高知県公立大学法人事件(高松高判令3・4・2) 有期雇用5年で雇止めされたSEが地位確認 プロジェクト中は更新期待
システム開発のプロジェクト事業に従事させるため、大学が有期雇用したシステムエンジニアを5年弱で雇止めした事案の控訴審。SEは、雇止めは無効であり、契約は更新され5年を超えたことで無期転換したと主張した。高松高裁は、プロジェクト終了時まで契約が更新されることの期待は合理的とした。無期転換の意思表示は期間満了後だったことから、権利の行使は認めなかった。
「無期転換」認めず 満了後に意思表示
筆者:弁護士 牛嶋 勉(経営法曹会議)
事案の概要
一審原告は、一審被告との間で有期労働契約を平成25年4月1日または同年11月1日に締結し(契約成立の時期に争いがある)、3回にわたりその有期労働契約を更新した。平成30年4月1日以降、一審被告が労働契約を更新しなかったこと(雇止め)について、一審原告は、労働契約法19条に基づき、その労働契約が更新され、その後、通算契約期間が5年を超えたことから、同法18条1項に基づき、無期労働契約に転換したなどと主張し、雇用契約上の権利を有する地位にあることの確認と賃金、賞与等の支払いを求めた。

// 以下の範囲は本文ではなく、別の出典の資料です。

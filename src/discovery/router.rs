//! Domain router: host content-domain tokens ⇄ provider keys.
//!
//! The host application labels its records with a content domain
//! (`"movie"`, `"series"`, `"book"`, `"game"`, `"travel"`). The table below is
//! a fixed bijection between those tokens and the adapters that serve them.

use mediascout_common::ProviderKey;
use tracing::debug;

/// Provider used when a domain token is not recognised.
pub const DEFAULT_PROVIDER: ProviderKey = ProviderKey::Movie;

const DOMAIN_TABLE: [(&str, ProviderKey); 5] = [
    ("movie", ProviderKey::Movie),
    ("series", ProviderKey::Tv),
    ("book", ProviderKey::Book),
    ("game", ProviderKey::Game),
    ("travel", ProviderKey::Place),
];

/// Map a host content-domain token to the provider that serves it.
///
/// Matching ignores case and surrounding whitespace. Provider keys
/// themselves (`"tv"`, `"place"`) are accepted too. Anything else falls back
/// to [`DEFAULT_PROVIDER`].
pub fn provider_for_domain(token: &str) -> ProviderKey {
    let token = token.trim().to_ascii_lowercase();

    if let Some((_, key)) = DOMAIN_TABLE.iter().find(|(domain, _)| *domain == token) {
        return *key;
    }

    token.parse().unwrap_or_else(|_| {
        debug!(token = %token, fallback = %DEFAULT_PROVIDER, "Unknown content domain");
        DEFAULT_PROVIDER
    })
}

/// Map a provider back to the content-domain token the host uses for it.
pub fn domain_for_provider(key: ProviderKey) -> &'static str {
    DOMAIN_TABLE
        .iter()
        .find(|(_, k)| *k == key)
        .map(|(domain, _)| *domain)
        .unwrap_or("movie")
}

/// The full routing table, for display.
pub fn table() -> &'static [(&'static str, ProviderKey)] {
    &DOMAIN_TABLE
}
//! Shared test harness for integration tests.
//!
//! Provides [`TestHarness`], which starts a [`wiremock::MockServer`] standing
//! in for every upstream (TMDB, Open Library, RAWG, Nominatim, Wikipedia) and
//! builds an [`Aggregator`] pointed at it.

#![allow(dead_code)]

use std::sync::Arc;
use std::time::Duration;

use mediascout::config::Config;
use mediascout::search::{Aggregator, SearchPhase, SearchSession, SearchSnapshot, SelectionHandler};
use mediascout::{CanonicalCandidate, Endpoints, SelectedCandidate};
use parking_lot::Mutex;
use wiremock::MockServer;

pub const TMDB_KEY: &str = "tmdb-test-key";
pub const RAWG_KEY: &str = "rawg-test-key";

/// Test harness wrapping a mock upstream and the configuration pointed at it.
pub struct TestHarness {
    pub server: MockServer,
    pub config: Config,
}

impl TestHarness {
    /// Harness with TMDB and RAWG keys configured and a short debounce.
    pub async fn new() -> Self {
        let mut config = Config::default();
        config.tmdb.api_key = TMDB_KEY.into();
        config.rawg.api_key = RAWG_KEY.into();
        config.search.debounce_ms = 20;
        Self::with_config(config).await
    }

    /// Harness with no API keys.
    pub async fn without_keys() -> Self {
        let mut config = Config::default();
        config.search.debounce_ms = 20;
        Self::with_config(config).await
    }

    pub async fn with_config(config: Config) -> Self {
        Self {
            server: MockServer::start().await,
            config,
        }
    }

    pub fn aggregator(&self) -> Aggregator {
        Aggregator::with_endpoints(&self.config, &Endpoints::all(self.server.uri()))
    }

    pub fn session(&self, domain: &str, handler: Arc<RecordingHandler>) -> SearchSession {
        SearchSession::for_domain(Arc::new(self.aggregator()), domain, handler)
    }

    /// Number of requests the mock server has seen so far.
    pub async fn request_count(&self) -> usize {
        self.server
            .received_requests()
            .await
            .map(|r| r.len())
            .unwrap_or_default()
    }
}

/// [`SelectionHandler`] that records every commit it receives.
#[derive(Default)]
pub struct RecordingHandler {
    pub selected: Mutex<Vec<SelectedCandidate>>,
    pub actions: Mutex<Vec<CanonicalCandidate>>,
}

#[async_trait::async_trait]
impl SelectionHandler for RecordingHandler {
    async fn on_select(&self, selected: SelectedCandidate) {
        self.selected.lock().push(selected);
    }

    fn supports_action(&self) -> bool {
        true
    }

    async fn on_action(&self, candidate: CanonicalCandidate) -> anyhow::Result<()> {
        self.actions.lock().push(candidate);
        Ok(())
    }
}

/// Wait (bounded) until the session publishes a snapshot matching `f`.
pub async fn wait_until<F>(session: &SearchSession, f: F) -> SearchSnapshot
where
    F: Fn(&SearchSnapshot) -> bool,
{
    let mut rx = session.subscribe();
    let snapshot = tokio::time::timeout(Duration::from_secs(5), rx.wait_for(|s| f(s)))
        .await
        .expect("timed out waiting for session state")
        .expect("session dropped")
        .clone();
    snapshot
}

pub async fn wait_settled(session: &SearchSession) -> SearchSnapshot {
    wait_until(session, |s| s.phase == SearchPhase::Settled).await
}

// ---- upstream payloads ----

pub fn tmdb_movie(id: u64, title: &str, date: &str) -> serde_json::Value {
    serde_json::json!({
        "id": id,
        "title": title,
        "release_date": date,
        "overview": format!("{title} overview"),
        "poster_path": format!("/{id}.jpg"),
        "vote_average": 7.8
    })
}

pub fn tmdb_results(results: Vec<serde_json::Value>) -> serde_json::Value {
    let total = results.len();
    serde_json::json!({ "page": 1, "results": results, "total_results": total })
}

pub fn openlibrary_doc(olid: &str, title: &str) -> serde_json::Value {
    serde_json::json!({
        "key": format!("/works/{olid}"),
        "title": title,
        "author_name": ["Frank Herbert"],
        "first_publish_year": 1965,
        "cover_i": 11481354,
        "first_sentence": ["A beginning is the time for taking the most delicate care."],
        "ratings_average": 4.2
    })
}

pub fn openlibrary_results(docs: Vec<serde_json::Value>) -> serde_json::Value {
    let total = docs.len();
    serde_json::json!({ "numFound": total, "docs": docs })
}
//! Keyboard and pointer highlight state for the result dropdown.

/// Navigation keys the dropdown reacts to.
#[derive(Debug, Clone, Copy, PartialEq, Eq)]
pub enum NavKey {
    Down,
    Up,
    Enter,
    Escape,
}

/// What a key press did.
#[derive(Debug, Clone, Copy, PartialEq, Eq)]
pub enum KeyOutcome {
    /// The highlight moved (or stayed put at an edge).
    Moved(Option<usize>),
    /// Commit the result at this index.
    Commit(usize),
    /// Close the dropdown.
    Dismiss,
    /// Nothing to do.
    Ignored,
}

/// Tracks which result, if any, is highlighted.
///
/// The highlight is only ever `None` or an index below the list length the
/// caller passes in. Movement clamps at both ends; there is no wrap-around.
#[derive(Debug, Clone, Copy, Default, PartialEq, Eq)]
pub struct SelectionController {
    highlighted: Option<usize>,
}

impl SelectionController {
    pub fn new() -> Self {
        Self::default()
    }

    pub fn highlighted(&self) -> Option<usize> {
        self.highlighted
    }

    /// Apply a key press against a list of `len` results.
    pub fn handle_key(&mut self, key: NavKey, len: usize) -> KeyOutcome {
        match key {
            NavKey::Escape => KeyOutcome::Dismiss,
            _ if len == 0 => {
                self.highlighted = None;
                KeyOutcome::Ignored
            }
            NavKey::Down => {
                self.highlighted = Some(match self.highlighted {
                    None => 0,
                    Some(i) => (i + 1).min(len - 1),
                });
                KeyOutcome::Moved(self.highlighted)
            }
            NavKey::Up => {
                self.highlighted = Some(match self.highlighted {
                    None => 0,
                    Some(i) => i.saturating_sub(1).min(len - 1),
                });
                KeyOutcome::Moved(self.highlighted)
            }
            NavKey::Enter => match self.highlighted {
                Some(i) if i < len => KeyOutcome::Commit(i),
                _ => KeyOutcome::Ignored,
            },
        }
    }

    /// Highlight the entry under the pointer. Out-of-range indices are ignored.
    pub fn hover(&mut self, index: usize, len: usize) {
        if index < len {
            self.highlighted = Some(index);
        }
    }

    pub fn reset(&mut self) {
        self.highlighted = None;
    }
}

原審(高知地判令2・3・17)は、一審原告の請求のうち、①一審原告が労働契約上の権利を有する地位にあることの確認、②平成30年4月以降の賃金、③平成30年6月以降の賞与等を認容した。
一審原告と一審被告は、いずれも原判決を不服として控訴した。
判決のポイント
第一審被告大学外から招聘された立場にあった第一審原告にとって、DNGLプロジェクトが終了する平成31年3月31日まで雇用が継続されると期待したことには、合理的な理由がある。